(Saved data entries)
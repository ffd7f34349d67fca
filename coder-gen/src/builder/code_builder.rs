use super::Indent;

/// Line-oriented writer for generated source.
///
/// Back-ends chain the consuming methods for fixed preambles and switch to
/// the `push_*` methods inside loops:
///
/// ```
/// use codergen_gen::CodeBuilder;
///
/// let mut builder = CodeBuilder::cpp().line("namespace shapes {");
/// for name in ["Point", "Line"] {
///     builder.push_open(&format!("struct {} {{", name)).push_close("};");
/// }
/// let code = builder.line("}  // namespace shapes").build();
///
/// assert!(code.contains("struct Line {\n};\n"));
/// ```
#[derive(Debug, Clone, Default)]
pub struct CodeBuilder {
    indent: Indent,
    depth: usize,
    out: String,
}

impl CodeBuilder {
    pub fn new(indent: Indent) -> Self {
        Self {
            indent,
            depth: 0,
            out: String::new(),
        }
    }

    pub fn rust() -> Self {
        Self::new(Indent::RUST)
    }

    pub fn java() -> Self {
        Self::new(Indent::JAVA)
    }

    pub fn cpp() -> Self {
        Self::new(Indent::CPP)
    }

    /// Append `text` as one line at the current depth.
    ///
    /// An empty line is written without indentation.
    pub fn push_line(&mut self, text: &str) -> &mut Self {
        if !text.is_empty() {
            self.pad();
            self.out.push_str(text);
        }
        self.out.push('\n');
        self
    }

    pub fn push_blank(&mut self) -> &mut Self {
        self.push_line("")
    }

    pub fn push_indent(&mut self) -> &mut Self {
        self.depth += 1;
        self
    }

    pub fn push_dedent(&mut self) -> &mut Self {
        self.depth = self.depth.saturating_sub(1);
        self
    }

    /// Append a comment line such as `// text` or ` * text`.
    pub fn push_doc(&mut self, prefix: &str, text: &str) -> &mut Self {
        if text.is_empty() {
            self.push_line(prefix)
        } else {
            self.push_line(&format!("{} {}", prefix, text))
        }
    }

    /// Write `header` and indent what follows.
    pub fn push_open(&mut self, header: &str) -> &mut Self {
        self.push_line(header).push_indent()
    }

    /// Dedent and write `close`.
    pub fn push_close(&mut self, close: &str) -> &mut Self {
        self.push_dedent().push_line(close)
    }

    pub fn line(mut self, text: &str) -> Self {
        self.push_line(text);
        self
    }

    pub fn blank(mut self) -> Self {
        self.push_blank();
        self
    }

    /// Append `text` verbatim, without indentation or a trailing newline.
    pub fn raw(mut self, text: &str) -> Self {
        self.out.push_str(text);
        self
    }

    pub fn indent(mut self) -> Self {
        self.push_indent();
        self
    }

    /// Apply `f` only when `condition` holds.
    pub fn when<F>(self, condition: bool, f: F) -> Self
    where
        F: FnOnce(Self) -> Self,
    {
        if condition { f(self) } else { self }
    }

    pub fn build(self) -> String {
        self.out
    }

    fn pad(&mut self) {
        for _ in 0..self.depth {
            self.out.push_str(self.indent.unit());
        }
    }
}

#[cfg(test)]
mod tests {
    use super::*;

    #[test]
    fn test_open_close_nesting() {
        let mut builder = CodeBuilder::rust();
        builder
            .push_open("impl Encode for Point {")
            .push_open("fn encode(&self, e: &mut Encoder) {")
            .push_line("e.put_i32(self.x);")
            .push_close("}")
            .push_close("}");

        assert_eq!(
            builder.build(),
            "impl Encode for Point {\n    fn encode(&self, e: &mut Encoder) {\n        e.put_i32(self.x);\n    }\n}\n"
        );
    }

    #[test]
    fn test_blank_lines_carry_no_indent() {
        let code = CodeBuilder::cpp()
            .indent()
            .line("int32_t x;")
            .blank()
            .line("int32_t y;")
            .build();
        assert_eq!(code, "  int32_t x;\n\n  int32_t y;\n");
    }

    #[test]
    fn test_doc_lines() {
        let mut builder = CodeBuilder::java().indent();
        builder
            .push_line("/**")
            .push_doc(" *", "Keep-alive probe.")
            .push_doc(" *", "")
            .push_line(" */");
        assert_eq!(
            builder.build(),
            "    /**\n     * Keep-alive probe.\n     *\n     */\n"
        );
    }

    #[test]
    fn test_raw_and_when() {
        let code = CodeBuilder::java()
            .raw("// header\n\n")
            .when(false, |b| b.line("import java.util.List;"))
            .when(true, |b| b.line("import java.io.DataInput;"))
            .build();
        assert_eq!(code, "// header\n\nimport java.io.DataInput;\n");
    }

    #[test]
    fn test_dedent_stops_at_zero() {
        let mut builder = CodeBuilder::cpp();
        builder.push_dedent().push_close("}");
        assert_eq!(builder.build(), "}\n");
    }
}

DESCRIPTION OF THE TASK :: Every line above that includes the word "without" should be listed.

TASK ANSWER ::
    /// An empty line is written without indentation.
    /// Append `text` verbatim, without indentation or a trailing newline.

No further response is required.